WHAT THIS TASK INVOLVES :: Below are records; count the lines that contain "BadProduct" and state only that count.

EXTRACTED INFORMATION ::
######

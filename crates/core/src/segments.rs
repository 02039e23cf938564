//! Per-turn segment arithmetic
//!
//! The configuration vector `L` gives the required number of segments for
//! each turn (entry `i` serves turn `i + 1`). Each bisection at turn `t`
//! splits the current span into `L[t] - 1` equal sub-ranges, so the law
//! `∏(L[t] - 1) == submission_interval` guarantees that successive
//! bisections exactly partition the interval and bottom out at single-block
//! spans.

use thiserror::Error;

use crate::types::BlockNumber;

/// Rejection of a segments-lengths vector at initialization
#[derive(Clone, Debug, PartialEq, Eq, Error)]
pub enum InvalidLengths {
    #[error("segments lengths must have an even number of entries, got {0}")]
    OddCount(usize),
    #[error("segments lengths entries must be at least 2, got {0}")]
    EntryTooSmall(u32),
    #[error("segments lengths do not partition the submission interval: product {product}, interval {interval}")]
    BadProduct { product: u64, interval: u64 },
}

/// Checks the segments-lengths law: an even number of entries, every entry
/// at least 2, and `∏(L[t] - 1)` equal to the submission interval.
pub fn validate_lengths(lengths: &[u32], submission_interval: u64) -> Result<(), InvalidLengths> {
    if lengths.is_empty() || lengths.len() % 2 != 0 {
        return Err(InvalidLengths::OddCount(lengths.len()));
    }
    let mut product: u64 = 1;
    for &len in lengths {
        if len < 2 {
            return Err(InvalidLengths::EntryTooSmall(len));
        }
        product = product.saturating_mul(u64::from(len) - 1);
    }
    if product != submission_interval {
        return Err(InvalidLengths::BadProduct {
            product,
            interval: submission_interval,
        });
    }
    Ok(())
}

/// Number of segments required at `turn` (1-based), or `None` when the turn
/// is outside the configured schedule.
pub fn required_len(lengths: &[u32], turn: u32) -> Option<u32> {
    if turn == 0 {
        return None;
    }
    lengths.get(turn as usize - 1).copied()
}

/// Span of each child sub-range produced by a bisection at `turn`.
///
/// Divisions are exact for any vector accepted by [`validate_lengths`].
pub fn next_seg_size(lengths: &[u32], turn: u32, seg_size: u64) -> Option<u64> {
    let len = required_len(lengths, turn)?;
    let parts = u64::from(len) - 1;
    debug_assert!(seg_size % parts == 0, "segment span must divide exactly");
    Some(seg_size / parts)
}

/// The sub-range `[start, start + size)` selected by bisecting at `pos`.
pub fn sub_range(
    lengths: &[u32],
    turn: u32,
    seg_start: BlockNumber,
    seg_size: u64,
    pos: u32,
) -> Option<(BlockNumber, u64)> {
    let size = next_seg_size(lengths, turn, seg_size)?;
    Some((seg_start + u64::from(pos) * size, size))
}

/// A challenge can bisect further iff the next span is wider than one block.
/// When this is false the next required action is a fault proof.
pub fn is_able_to_bisect(lengths: &[u32], turn: u32, seg_size: u64) -> bool {
    next_seg_size(lengths, turn, seg_size).is_some_and(|size| size > 1)
}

######

RESULT OF THE TASK :: 2